What to produce |
Keep only the lines from the top of the listing through the one with "Rust strings can", and reproduce them unaltered.

══ Data for the task ══

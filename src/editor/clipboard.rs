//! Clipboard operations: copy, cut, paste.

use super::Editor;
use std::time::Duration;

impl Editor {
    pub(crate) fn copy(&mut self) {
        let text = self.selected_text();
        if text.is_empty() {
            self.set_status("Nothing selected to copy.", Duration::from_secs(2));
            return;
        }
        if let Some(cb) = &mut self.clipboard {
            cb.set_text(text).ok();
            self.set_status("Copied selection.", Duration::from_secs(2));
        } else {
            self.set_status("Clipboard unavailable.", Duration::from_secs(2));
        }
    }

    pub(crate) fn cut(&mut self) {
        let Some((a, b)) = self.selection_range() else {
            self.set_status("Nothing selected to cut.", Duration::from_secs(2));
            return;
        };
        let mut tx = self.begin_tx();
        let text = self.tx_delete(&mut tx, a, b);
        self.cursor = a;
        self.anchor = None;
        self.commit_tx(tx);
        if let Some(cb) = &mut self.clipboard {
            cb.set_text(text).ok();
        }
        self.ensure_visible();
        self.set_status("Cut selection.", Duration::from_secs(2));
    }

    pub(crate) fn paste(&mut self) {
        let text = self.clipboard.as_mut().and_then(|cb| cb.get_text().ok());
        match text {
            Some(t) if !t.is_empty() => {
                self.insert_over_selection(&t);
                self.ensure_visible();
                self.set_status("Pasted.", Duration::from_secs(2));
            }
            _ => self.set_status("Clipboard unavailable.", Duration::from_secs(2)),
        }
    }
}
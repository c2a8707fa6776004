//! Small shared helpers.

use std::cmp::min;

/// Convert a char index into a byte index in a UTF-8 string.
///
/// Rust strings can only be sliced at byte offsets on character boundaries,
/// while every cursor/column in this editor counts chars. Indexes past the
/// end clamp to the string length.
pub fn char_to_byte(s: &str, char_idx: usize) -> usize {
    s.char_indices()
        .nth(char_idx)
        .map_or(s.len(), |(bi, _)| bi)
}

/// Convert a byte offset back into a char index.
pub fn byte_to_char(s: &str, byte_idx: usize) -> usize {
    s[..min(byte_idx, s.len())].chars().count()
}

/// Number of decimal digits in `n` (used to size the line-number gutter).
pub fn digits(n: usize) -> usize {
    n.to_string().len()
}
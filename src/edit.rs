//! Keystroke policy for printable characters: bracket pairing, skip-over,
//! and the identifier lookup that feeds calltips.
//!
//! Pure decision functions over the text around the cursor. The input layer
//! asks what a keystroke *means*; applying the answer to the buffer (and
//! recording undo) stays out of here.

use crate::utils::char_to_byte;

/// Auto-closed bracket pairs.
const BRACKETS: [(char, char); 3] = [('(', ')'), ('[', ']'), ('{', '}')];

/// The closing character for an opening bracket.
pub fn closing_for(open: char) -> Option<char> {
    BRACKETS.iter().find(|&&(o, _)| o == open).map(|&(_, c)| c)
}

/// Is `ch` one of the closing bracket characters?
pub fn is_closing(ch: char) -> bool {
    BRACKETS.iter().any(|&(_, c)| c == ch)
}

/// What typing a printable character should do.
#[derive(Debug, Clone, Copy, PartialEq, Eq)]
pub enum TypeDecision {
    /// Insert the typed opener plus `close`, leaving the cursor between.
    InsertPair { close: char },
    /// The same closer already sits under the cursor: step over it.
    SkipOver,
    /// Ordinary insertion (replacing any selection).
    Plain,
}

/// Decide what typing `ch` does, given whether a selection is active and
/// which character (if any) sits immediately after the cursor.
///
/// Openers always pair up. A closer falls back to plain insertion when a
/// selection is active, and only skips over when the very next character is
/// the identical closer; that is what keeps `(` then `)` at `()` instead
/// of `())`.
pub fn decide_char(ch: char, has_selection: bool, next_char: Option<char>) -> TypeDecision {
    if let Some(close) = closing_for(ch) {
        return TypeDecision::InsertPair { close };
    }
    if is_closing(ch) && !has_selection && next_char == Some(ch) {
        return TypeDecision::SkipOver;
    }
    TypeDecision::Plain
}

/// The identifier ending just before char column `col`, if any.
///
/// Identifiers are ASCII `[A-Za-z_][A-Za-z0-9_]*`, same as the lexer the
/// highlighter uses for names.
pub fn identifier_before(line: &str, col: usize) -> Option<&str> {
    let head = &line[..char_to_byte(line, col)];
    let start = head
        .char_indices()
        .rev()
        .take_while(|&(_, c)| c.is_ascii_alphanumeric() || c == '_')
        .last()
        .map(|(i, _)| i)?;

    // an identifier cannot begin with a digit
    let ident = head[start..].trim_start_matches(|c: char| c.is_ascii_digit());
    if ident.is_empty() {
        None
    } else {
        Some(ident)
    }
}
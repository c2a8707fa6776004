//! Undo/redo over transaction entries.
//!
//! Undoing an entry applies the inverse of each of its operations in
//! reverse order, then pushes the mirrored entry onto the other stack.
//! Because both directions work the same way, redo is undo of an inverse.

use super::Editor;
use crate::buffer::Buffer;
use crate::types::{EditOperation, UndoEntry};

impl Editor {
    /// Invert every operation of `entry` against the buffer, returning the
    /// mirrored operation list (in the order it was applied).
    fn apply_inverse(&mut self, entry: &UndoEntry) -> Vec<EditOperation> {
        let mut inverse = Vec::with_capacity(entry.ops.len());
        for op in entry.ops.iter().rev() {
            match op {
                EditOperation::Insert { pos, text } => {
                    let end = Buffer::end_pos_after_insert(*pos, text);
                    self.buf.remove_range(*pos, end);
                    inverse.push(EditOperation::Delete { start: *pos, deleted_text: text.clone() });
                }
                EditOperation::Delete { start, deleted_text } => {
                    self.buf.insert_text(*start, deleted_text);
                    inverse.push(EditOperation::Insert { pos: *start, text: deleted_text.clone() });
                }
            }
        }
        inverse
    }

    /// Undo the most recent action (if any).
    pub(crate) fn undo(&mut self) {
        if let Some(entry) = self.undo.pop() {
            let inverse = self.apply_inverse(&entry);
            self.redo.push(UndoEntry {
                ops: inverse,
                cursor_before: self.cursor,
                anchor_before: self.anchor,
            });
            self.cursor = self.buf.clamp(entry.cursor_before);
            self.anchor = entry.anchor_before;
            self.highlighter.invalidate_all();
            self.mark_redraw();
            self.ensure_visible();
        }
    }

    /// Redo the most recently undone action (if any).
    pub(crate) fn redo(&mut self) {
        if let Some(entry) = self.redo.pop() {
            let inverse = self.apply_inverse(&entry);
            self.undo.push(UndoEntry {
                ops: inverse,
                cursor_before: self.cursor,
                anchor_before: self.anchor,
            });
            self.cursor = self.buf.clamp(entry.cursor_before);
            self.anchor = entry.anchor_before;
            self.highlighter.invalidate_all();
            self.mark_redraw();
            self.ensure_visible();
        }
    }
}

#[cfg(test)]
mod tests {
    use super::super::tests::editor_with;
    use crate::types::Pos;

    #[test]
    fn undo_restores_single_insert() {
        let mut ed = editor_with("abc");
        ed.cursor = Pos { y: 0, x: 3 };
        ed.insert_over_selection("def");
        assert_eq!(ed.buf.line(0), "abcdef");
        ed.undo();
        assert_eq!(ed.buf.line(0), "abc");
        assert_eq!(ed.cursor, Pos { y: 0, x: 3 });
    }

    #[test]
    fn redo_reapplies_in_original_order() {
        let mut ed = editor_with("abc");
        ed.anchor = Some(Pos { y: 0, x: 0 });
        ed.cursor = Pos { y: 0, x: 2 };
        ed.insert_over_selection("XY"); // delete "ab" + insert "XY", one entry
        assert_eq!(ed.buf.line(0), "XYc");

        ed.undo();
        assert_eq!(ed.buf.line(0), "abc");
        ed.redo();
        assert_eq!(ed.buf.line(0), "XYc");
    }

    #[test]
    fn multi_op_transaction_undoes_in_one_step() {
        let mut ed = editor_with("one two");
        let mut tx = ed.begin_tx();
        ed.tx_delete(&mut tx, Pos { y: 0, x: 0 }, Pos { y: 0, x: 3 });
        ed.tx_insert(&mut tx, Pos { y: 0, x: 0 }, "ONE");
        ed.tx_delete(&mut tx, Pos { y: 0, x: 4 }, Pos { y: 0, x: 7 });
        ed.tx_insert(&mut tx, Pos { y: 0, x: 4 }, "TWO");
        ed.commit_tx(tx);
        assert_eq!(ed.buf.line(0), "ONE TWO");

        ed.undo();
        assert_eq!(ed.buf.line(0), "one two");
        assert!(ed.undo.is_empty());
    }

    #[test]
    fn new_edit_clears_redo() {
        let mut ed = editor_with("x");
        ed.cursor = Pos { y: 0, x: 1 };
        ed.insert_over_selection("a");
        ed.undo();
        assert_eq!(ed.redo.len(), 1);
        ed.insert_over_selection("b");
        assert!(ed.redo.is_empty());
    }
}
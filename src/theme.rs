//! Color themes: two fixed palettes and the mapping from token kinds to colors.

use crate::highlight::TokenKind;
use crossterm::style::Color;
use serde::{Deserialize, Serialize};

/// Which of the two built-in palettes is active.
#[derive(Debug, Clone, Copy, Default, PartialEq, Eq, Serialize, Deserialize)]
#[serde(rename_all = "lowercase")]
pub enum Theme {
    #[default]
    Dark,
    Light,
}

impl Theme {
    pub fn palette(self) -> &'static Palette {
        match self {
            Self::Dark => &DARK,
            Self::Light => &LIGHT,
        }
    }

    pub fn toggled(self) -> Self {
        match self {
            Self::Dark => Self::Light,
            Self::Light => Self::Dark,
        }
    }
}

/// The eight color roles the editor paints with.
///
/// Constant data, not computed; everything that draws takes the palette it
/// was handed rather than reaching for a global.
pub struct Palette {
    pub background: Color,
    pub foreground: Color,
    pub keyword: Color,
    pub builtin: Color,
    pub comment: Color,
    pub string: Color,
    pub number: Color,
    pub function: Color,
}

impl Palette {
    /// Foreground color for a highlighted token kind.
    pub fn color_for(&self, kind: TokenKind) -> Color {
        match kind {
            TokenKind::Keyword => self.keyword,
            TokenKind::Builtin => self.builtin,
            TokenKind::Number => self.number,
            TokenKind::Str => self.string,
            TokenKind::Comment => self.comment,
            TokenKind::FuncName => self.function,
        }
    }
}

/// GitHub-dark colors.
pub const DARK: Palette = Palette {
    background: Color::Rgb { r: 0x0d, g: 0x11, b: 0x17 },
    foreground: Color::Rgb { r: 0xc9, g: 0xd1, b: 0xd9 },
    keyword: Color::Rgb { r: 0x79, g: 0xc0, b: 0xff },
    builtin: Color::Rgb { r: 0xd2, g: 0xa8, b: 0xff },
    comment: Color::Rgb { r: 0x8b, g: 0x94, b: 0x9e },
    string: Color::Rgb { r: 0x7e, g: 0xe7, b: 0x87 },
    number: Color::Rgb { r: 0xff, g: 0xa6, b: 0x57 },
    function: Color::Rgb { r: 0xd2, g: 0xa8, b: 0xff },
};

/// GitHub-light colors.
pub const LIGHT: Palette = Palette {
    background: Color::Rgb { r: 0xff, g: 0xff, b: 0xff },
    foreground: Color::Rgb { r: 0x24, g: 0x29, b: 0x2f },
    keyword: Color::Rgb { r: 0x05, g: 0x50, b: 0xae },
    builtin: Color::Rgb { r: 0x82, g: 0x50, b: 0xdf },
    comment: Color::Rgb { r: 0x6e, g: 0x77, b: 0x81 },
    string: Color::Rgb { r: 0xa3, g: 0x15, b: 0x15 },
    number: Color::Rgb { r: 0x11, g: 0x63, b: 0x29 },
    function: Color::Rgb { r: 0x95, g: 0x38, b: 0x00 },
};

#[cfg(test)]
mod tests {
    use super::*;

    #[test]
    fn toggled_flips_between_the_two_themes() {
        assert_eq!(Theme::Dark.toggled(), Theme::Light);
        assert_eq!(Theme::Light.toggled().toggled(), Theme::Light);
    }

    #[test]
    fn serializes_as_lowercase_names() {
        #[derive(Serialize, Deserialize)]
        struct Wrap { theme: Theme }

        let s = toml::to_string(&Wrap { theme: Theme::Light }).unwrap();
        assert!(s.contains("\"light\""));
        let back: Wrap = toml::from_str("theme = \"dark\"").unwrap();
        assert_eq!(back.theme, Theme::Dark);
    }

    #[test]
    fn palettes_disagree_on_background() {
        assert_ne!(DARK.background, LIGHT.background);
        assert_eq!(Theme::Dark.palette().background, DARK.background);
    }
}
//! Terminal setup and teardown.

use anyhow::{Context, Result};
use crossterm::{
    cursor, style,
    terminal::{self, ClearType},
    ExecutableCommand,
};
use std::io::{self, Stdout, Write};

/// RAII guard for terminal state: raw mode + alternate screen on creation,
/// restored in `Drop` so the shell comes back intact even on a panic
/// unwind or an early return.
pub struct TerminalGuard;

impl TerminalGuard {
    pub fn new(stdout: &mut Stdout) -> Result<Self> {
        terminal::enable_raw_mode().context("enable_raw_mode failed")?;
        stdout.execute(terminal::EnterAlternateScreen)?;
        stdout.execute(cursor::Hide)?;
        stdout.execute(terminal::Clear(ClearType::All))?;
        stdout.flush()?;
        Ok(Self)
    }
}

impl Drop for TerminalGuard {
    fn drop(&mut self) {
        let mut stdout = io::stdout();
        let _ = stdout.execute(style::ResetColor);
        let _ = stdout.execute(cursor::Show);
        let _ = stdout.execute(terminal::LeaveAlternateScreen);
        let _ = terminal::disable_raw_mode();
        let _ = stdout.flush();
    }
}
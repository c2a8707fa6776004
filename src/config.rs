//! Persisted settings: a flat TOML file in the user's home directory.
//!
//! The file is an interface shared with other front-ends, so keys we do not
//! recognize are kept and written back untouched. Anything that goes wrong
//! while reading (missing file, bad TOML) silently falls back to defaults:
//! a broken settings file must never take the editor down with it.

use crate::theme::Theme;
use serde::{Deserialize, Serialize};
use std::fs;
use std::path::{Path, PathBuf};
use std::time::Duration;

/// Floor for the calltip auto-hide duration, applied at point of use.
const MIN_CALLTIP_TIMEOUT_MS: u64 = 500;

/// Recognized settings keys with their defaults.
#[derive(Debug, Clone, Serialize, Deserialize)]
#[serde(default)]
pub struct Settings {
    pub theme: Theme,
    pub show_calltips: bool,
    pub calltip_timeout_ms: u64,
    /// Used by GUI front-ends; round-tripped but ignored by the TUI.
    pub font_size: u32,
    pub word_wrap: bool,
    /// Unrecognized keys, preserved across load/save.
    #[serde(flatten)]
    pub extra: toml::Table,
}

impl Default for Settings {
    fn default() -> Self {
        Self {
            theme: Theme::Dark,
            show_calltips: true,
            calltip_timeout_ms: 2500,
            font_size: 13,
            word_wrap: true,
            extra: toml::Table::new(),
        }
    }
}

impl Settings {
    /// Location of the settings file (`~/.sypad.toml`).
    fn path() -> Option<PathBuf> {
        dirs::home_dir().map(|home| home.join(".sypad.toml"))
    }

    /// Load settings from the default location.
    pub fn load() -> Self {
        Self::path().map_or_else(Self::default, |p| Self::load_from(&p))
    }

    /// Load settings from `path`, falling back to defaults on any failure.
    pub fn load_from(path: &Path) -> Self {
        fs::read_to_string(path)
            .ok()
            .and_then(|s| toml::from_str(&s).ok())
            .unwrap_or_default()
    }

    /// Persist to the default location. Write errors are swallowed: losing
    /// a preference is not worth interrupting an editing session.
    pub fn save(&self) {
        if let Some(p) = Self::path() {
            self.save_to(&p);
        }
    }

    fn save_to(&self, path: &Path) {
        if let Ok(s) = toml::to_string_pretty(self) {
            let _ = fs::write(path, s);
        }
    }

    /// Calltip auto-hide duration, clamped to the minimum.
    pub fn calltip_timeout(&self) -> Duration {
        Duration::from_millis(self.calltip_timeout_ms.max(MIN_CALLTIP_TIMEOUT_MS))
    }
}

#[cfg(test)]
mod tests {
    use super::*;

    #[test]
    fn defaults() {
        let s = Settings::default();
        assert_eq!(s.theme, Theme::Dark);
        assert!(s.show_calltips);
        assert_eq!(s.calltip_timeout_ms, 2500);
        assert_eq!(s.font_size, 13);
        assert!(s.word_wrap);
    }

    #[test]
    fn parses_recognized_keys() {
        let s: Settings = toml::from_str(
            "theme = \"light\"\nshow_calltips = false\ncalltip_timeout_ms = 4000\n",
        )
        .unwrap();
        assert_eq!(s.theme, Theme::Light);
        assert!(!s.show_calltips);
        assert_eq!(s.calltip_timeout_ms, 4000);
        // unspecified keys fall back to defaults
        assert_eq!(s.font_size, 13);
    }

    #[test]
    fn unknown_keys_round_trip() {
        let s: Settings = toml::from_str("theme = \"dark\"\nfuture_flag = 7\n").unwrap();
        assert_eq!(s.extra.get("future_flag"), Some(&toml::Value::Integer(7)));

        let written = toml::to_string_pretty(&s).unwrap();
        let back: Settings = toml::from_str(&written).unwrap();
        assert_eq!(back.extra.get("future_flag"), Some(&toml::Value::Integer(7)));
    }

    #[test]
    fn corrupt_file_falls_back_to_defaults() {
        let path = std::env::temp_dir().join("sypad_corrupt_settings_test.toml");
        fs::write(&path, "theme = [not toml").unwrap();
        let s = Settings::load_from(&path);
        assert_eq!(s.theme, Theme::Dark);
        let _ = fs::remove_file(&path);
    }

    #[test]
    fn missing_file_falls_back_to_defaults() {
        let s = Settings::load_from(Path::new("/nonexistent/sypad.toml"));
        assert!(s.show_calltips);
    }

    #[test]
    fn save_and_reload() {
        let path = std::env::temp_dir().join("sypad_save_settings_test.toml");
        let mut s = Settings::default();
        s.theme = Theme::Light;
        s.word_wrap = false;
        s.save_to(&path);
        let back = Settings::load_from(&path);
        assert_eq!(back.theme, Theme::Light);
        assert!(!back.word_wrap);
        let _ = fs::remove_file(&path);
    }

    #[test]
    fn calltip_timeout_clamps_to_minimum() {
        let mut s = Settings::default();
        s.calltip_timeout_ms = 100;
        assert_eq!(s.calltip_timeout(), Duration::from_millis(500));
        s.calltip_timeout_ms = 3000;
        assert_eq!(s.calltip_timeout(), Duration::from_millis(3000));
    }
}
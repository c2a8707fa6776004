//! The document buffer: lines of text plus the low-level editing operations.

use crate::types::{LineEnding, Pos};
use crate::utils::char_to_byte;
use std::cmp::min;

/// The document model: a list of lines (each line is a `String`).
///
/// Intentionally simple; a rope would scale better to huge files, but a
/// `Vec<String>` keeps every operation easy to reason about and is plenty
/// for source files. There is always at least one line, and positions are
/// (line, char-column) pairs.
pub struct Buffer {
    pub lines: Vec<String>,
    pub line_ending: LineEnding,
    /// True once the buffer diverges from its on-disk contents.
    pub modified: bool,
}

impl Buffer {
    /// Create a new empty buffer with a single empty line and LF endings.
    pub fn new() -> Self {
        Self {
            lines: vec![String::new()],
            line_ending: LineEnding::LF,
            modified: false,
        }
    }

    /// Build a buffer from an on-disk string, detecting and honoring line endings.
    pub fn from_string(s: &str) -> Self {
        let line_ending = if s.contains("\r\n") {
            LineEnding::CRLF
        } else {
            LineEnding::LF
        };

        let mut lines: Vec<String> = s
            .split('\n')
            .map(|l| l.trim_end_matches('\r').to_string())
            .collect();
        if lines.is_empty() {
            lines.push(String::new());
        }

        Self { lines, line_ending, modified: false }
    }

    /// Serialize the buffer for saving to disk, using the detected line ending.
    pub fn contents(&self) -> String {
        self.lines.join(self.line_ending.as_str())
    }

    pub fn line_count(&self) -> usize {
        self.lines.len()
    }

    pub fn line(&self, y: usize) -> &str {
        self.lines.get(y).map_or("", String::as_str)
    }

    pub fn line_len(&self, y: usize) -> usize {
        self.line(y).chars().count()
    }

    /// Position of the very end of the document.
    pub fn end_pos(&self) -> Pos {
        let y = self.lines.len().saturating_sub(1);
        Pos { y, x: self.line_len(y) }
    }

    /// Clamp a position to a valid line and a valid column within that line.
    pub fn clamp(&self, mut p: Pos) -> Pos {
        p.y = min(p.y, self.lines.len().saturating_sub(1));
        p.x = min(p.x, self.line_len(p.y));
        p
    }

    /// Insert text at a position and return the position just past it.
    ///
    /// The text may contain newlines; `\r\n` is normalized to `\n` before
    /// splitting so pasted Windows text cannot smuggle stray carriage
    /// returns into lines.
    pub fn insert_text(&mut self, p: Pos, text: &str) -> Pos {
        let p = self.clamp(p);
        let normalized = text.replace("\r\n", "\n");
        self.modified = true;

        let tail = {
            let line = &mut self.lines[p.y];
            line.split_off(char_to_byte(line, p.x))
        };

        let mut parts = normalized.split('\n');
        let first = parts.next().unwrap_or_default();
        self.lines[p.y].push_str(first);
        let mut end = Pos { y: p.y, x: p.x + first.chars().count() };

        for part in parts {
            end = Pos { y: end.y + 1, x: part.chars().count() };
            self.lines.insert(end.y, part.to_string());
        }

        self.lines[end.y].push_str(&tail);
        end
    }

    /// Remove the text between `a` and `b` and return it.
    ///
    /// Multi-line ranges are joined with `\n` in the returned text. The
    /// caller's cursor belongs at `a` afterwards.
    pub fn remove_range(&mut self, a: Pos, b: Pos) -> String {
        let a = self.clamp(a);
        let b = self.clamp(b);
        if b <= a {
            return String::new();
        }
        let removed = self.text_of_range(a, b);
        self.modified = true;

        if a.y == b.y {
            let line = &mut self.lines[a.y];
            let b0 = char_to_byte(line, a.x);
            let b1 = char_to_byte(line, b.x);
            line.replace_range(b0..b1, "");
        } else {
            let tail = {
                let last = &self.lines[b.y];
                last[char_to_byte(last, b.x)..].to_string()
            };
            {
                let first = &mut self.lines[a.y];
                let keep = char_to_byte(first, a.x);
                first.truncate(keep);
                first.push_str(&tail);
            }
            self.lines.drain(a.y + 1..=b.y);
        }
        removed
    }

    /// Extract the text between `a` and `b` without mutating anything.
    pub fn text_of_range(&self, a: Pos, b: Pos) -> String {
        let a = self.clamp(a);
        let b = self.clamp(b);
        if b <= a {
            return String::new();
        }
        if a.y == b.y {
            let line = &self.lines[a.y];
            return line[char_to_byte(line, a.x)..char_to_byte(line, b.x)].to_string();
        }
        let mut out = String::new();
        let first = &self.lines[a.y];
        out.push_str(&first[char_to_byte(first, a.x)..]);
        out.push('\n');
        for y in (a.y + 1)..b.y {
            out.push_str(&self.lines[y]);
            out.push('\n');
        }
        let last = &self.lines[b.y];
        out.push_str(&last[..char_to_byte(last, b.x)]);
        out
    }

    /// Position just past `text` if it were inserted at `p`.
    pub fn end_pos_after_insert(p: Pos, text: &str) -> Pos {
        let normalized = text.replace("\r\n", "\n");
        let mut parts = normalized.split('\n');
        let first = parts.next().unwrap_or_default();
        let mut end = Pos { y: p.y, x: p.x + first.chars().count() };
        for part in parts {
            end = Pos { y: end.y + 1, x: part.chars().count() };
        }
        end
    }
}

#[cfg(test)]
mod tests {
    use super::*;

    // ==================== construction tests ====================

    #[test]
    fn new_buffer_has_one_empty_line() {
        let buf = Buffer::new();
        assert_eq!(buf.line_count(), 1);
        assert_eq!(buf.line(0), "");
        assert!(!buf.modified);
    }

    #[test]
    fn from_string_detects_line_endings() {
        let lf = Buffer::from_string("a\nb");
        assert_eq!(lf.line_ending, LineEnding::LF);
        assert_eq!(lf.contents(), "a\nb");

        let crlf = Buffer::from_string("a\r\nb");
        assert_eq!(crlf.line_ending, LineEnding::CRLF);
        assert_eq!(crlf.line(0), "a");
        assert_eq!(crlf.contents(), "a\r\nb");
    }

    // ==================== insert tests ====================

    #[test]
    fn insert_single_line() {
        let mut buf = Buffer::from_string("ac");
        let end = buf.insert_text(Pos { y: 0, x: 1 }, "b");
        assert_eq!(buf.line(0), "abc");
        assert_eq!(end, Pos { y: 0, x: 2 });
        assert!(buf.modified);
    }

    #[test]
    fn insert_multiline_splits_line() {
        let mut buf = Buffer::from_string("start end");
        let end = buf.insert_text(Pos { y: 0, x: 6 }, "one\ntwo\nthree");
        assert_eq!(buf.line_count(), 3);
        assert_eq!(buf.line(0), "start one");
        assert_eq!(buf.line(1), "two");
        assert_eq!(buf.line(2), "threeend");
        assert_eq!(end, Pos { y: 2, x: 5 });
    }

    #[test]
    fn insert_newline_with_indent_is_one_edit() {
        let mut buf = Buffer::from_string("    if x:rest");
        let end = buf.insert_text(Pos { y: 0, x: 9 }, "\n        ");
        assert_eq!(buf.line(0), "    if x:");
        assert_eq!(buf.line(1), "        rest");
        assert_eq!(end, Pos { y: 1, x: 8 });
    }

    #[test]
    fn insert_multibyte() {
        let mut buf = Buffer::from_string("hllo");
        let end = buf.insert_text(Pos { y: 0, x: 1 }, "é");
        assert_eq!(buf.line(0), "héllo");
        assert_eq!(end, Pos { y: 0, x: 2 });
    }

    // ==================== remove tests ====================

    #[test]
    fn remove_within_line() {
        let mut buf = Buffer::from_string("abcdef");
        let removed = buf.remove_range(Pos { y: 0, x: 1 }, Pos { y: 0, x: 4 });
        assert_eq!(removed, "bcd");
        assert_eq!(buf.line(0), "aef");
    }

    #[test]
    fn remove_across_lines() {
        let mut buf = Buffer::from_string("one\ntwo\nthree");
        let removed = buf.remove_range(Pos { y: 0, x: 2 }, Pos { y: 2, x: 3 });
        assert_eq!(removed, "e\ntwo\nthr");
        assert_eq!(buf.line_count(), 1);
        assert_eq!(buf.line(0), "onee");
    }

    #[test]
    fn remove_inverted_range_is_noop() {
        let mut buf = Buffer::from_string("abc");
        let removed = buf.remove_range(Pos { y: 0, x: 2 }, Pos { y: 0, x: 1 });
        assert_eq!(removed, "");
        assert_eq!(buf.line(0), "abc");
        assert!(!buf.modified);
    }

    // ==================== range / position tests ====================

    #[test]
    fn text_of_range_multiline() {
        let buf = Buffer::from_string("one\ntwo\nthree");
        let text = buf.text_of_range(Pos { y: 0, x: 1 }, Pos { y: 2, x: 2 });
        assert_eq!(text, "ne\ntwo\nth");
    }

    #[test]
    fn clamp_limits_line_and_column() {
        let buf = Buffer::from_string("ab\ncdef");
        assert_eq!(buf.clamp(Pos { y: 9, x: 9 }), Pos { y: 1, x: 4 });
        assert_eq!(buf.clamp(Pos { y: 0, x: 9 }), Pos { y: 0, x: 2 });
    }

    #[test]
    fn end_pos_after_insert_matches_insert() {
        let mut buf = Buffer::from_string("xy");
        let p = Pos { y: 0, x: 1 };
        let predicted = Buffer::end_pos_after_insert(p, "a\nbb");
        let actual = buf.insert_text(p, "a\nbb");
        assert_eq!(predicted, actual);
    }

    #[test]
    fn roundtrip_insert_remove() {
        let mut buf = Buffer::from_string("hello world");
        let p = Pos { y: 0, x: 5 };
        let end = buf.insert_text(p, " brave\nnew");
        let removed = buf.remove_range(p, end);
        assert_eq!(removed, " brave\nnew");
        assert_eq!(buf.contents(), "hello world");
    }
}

═══

Result below |
filename src/editor/clipboard.rs
//! Clipboard operations: copy, cut, paste.

use super::Editor;
use std::time::Duration;

impl Editor {
    pub(crate) fn copy(&mut self) {
        let text = self.selected_text();
        if text.is_empty() {
            self.set_status("Nothing selected to copy.", Duration::from_secs(2));
            return;
        }
        if let Some(cb) = &mut self.clipboard {
            cb.set_text(text).ok();
            self.set_status("Copied selection.", Duration::from_secs(2));
        } else {
            self.set_status("Clipboard unavailable.", Duration::from_secs(2));
        }
    }

    pub(crate) fn cut(&mut self) {
        let Some((a, b)) = self.selection_range() else {
            self.set_status("Nothing selected to cut.", Duration::from_secs(2));
            return;
        };
        let mut tx = self.begin_tx();
        let text = self.tx_delete(&mut tx, a, b);
        self.cursor = a;
        self.anchor = None;
        self.commit_tx(tx);
        if let Some(cb) = &mut self.clipboard {
            cb.set_text(text).ok();
        }
        self.ensure_visible();
        self.set_status("Cut selection.", Duration::from_secs(2));
    }

    pub(crate) fn paste(&mut self) {
        let text = self.clipboard.as_mut().and_then(|cb| cb.get_text().ok());
        match text {
            Some(t) if !t.is_empty() => {
                self.insert_over_selection(&t);
                self.ensure_visible();
                self.set_status("Pasted.", Duration::from_secs(2));
            }
            _ => self.set_status("Clipboard unavailable.", Duration::from_secs(2)),
        }
    }
}
repository c2a8707fa6776004
//! Small shared helpers.

use std::cmp::min;

/// Convert a char index into a byte index in a UTF-8 string.
///
/// Rust strings can only be sliced at byte offsets on character boundaries,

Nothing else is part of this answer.